Наконец, после многих передряг, на пятый день моего заключения меня отвели домой. Но дома у меня были полицейские и Каролина с обязательством никого не допускать ко мне и прервать всякие сношения с внешним миром. Я сообщила об этом мистеру Jewel, и ему обещали, что сбиры будут переведены в нижний этаж дома с обязательством, однако, следить за мной и следовать всюду, пока я буду в России. Затем меня известили, что ко мне зайдет граф Л., чтобы окончательно уладить мое дело. Это был мой хороший знакомый, один из видных представителей "серебряной старости", с которым я познакомилась на первом ужине в России и постоянно находилась в дружеских отношениях.
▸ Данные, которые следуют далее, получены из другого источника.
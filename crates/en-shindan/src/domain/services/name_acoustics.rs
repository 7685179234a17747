//! Name Acoustic Analyzer - bond type from the sound of a romanized name
//!
//! Five additive rules score the three bond types; the highest total wins.

use std::collections::BTreeSet;

use crate::domain::entities::{BondScores, NameAnalysis, NameDetails};
use crate::domain::value_objects::NameBondType;

/// Tie-break candidates, checked in order against the max score.
/// 結縁 is the fallback when neither reaches it.
const TIE_BREAK_ORDER: [NameBondType; 2] = [NameBondType::Shinen, NameBondType::Kouen];

fn is_vowel(c: char) -> bool {
    matches!(c, 'a' | 'e' | 'i' | 'o' | 'u')
}

/// Analyze a romanized full name
///
/// Only ASCII letters take part; anything else is ignored. An empty name is
/// valid and yields a vowel ratio of 0.
pub fn analyze(first_name: &str, last_name: &str) -> NameAnalysis {
    let letters: Vec<char> = first_name
        .chars()
        .chain(last_name.chars())
        .filter(|c| c.is_ascii_alphabetic())
        .map(|c| c.to_ascii_lowercase())
        .collect();

    let name_length = letters.len();
    let vowel_count = letters.iter().filter(|c| is_vowel(**c)).count();
    let consonant_count = name_length - vowel_count;
    let unique_consonants = letters
        .iter()
        .filter(|c| !is_vowel(**c))
        .collect::<BTreeSet<_>>()
        .len();
    let has_repeat = letters.windows(2).any(|w| w[0] == w[1]);
    let starts_with_vowel = letters.first().is_some_and(|c| is_vowel(*c));
    let vowel_ratio = if name_length > 0 {
        vowel_count as f64 / name_length as f64
    } else {
        0.0
    };

    let mut scores = BondScores::default();

    // 1: vowel ratio
    if vowel_ratio > 0.5 {
        scores.add(NameBondType::Kouen, 3);
    } else if vowel_ratio > 0.35 {
        scores.add(NameBondType::Ketsuen, 2);
    } else {
        scores.add(NameBondType::Shinen, 3);
    }

    // 2: consonant variety
    if unique_consonants > 5 {
        scores.add(NameBondType::Kouen, 2);
    } else if unique_consonants > 3 {
        scores.add(NameBondType::Ketsuen, 2);
    } else {
        scores.add(NameBondType::Shinen, 2);
    }

    // 3: length
    if name_length > 10 {
        scores.add(NameBondType::Kouen, 2);
    } else if name_length > 6 {
        scores.add(NameBondType::Ketsuen, 2);
    } else {
        scores.add(NameBondType::Shinen, 2);
    }

    // 4: repeated sound
    if has_repeat {
        scores.add(NameBondType::Shinen, 2);
    }

    // 5: opening vowel
    if starts_with_vowel {
        scores.add(NameBondType::Kouen, 1);
    }

    NameAnalysis {
        bond_type: resolve(&scores),
        scores,
        details: NameDetails {
            vowel_count,
            consonant_count,
            name_length,
            vowel_ratio: (vowel_ratio * 100.0).round() / 100.0,
            unique_consonants,
            has_repeat,
            starts_with_vowel,
        },
    }
}

/// Pick the winning bond type: first candidate in [`TIE_BREAK_ORDER`] whose
/// score equals the max, else 結縁.
pub fn resolve(scores: &BondScores) -> NameBondType {
    let max = scores.max();
    TIE_BREAK_ORDER
        .into_iter()
        .find(|bond| scores.get(*bond) == max)
        .unwrap_or(NameBondType::Ketsuen)
}

#[cfg(test)]
mod tests {
    use super::*;

    fn scores(ketsuen: u32, shinen: u32, kouen: u32) -> BondScores {
        BondScores {
            ketsuen,
            shinen,
            kouen,
        }
    }

    #[test]
    fn test_anna_lee() {
        let result = analyze("Anna", "Lee");
        assert_eq!(result.scores, scores(2, 4, 4));
        assert_eq!(result.bond_type, NameBondType::Shinen);
        assert_eq!(result.details.name_length, 7);
        assert_eq!(result.details.vowel_count, 4);
        assert_eq!(result.details.consonant_count, 3);
        assert_eq!(result.details.unique_consonants, 2);
        assert_eq!(result.details.vowel_ratio, 0.57);
        assert!(result.details.has_repeat);
        assert!(result.details.starts_with_vowel);
    }

    #[test]
    fn test_ketsuen_wins_outright() {
        // "kenjisato": ratio 4/9, consonants {k,n,j,s,t}, length 9
        let result = analyze("Kenji", "Sato");
        assert_eq!(result.scores, scores(6, 0, 0));
        assert_eq!(result.bond_type, NameBondType::Ketsuen);
    }

    #[test]
    fn test_kouen_wins_outright() {
        // "aikoueda": ratio 6/8, consonants {k,d}, length 8, vowel start
        let result = analyze("Aiko", "Ueda");
        assert_eq!(result.scores, scores(2, 2, 4));
        assert_eq!(result.bond_type, NameBondType::Kouen);
    }

    #[test]
    fn test_ketsuen_shinen_tie_goes_to_shinen() {
        // "nannanan": ratio 3/8, consonants {n}, length 8, repeat
        let result = analyze("Nanna", "Nan");
        assert_eq!(result.scores, scores(4, 4, 0));
        assert_eq!(result.bond_type, NameBondType::Shinen);
    }

    #[test]
    fn test_long_name_scores_kouen() {
        // "christopherbrown": 11+ letters, 7 distinct consonants
        let result = analyze("Christopher", "Brown");
        assert_eq!(result.details.name_length, 16);
        assert_eq!(result.scores.kouen, 4);
        assert_eq!(result.scores.shinen, 3);
        assert_eq!(result.bond_type, NameBondType::Kouen);
    }

    #[test]
    fn test_empty_name() {
        let result = analyze("", "");
        assert_eq!(result.details.vowel_ratio, 0.0);
        assert_eq!(result.details.name_length, 0);
        assert!(!result.details.starts_with_vowel);
        assert_eq!(result.scores, scores(0, 7, 0));
        assert_eq!(result.bond_type, NameBondType::Shinen);
    }

    #[test]
    fn test_case_and_non_letters_ignored() {
        assert_eq!(analyze("ANNA", "lee"), analyze("anna", "LEE"));
        assert_eq!(analyze("An-na", "Lee!"), analyze("Anna", "Lee"));
    }

    #[test]
    fn test_resolve_precedence() {
        assert_eq!(resolve(&scores(3, 3, 3)), NameBondType::Shinen);
        assert_eq!(resolve(&scores(3, 1, 3)), NameBondType::Kouen);
        assert_eq!(resolve(&scores(3, 1, 2)), NameBondType::Ketsuen);
        assert_eq!(resolve(&scores(0, 0, 0)), NameBondType::Shinen);
    }
}
//! En-Shindan API Models
//!
//! - Diagnosis: request form and response envelope

mod diagnosis;

pub use diagnosis::*;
Визит графа Л. и доктора Б. Попытки вынудить у меня признание Николая сумасшедшим. Последние дни в России. Обращение с арестованным
В воскресенье, в 2 часа, вошел ко мне гр<аф> Л., которого я увидела в первый раз в жизни совершенно трезвым. Он был в полной парадной форме; визит был официальный, и мы встретились, как люди, никогда не видавшие друг друга.
Он сказал, что очень сожалеет о происшедшем скандале, который, конечно, не случился бы, если бы они знали раньше то, что знают теперь, и что император, тронутый моим поведением, сделает мне на память подарок.
Все это, конечно, говорилось, чтобы смягчить меня. Затем между нами произошел следующий разговор:
-- Что же вы теперь намерены делать?
-- Все распродать и уехать из России.
-- А когда же вы думаете выехать?
-- Через две, три недели.
-- Невозможно! Уезжайте поскорее; пока вы здесь, скандал не утихнет.
Наконец мы условились о дне моего отъезда, после чего он просил меня, положа руку на сердце, сказать, не сумасшедший ли Николай?
-- Столь же мало, как и вы, -- был мой ответ.
После этого мы пожали друг другу руки, и он ушел, предупредив, что у меня будет доктор Б -- ий, специалист по душевным болезням, для расспросов о психическом состоянии великого князя.
Впоследствии мне рассказывали, что Л. говорил, что при всем моем уме я поступила, как безрасчетная дура, согласившись на все эти условия, так как, в противном случае, получила бы все, что захотела.
Затем полицейские принесли мне взятые при обыске вещи, причем большая часть оказалась испорченными, сломанными, а многих недоставало.
Только они ушли, пришел доктор Б-ий вместе с другим господином в качестве свидетеля. Доктор был бледный, худощавый человек с рысьими, глубоко сидящими глазами.
Он старался получить от меня показания о сумасшествии Николая, но я сказала:
-- Доктор, уверяю вас, что великий князь столько же здоров умом, как и вы. Я знаю, что он страдает клептоманией, но никакой другой мании у него нет.
-- Гм! гм!.. -- промычал он: -- Но чем же тогда можно объяснить ваше влияние на него? Он днем и ночью требует вас с криками и воплями.
-- Не знаю, но, вероятно, тем, что он хорошо знает меня, доверяет мне и помнит, что я всегда старалась угодить ему.
Доктор откланялся и ушел.
Вскоре я узнала от своей прислуги, что великий князь был арестован у своего отца, что он был страшно раздражен, что на него надевали смирительную рубашку, обливали холодной водой и даже били.
Бедный друг! Не имея возможности переписываться со мной, он каждый день посылал ко мне человека за какими-нибудь своими вещами -- жилетом, фуляром, туфлями. На пятый день ареста он потребовал свою подушку, говоря, что не может уснуть на другой; он перерыл ее всю и, не найдя там записки, отбросил ее от себя, провел рукой по лбу, прошелся по своей комнате, оделся и утих... Через два дня после этого он сказал своему доктору:
-- Ведь вы считаете меня сумасшедшим, не так ли?
-- Точно так, ваше высочество.
-- Хорошо; пусть я буду слыть сумасшедшим для сумасшедших, но отдайте мне мою милую, дорогую Фанни Лир, или я стану в самом деле сумасшедшим.
Его, конечно, не послушали, и он перебил и переломал в своей комнате все стекла, зеркала и мебель. Он был очень силен не только морально, но и физически.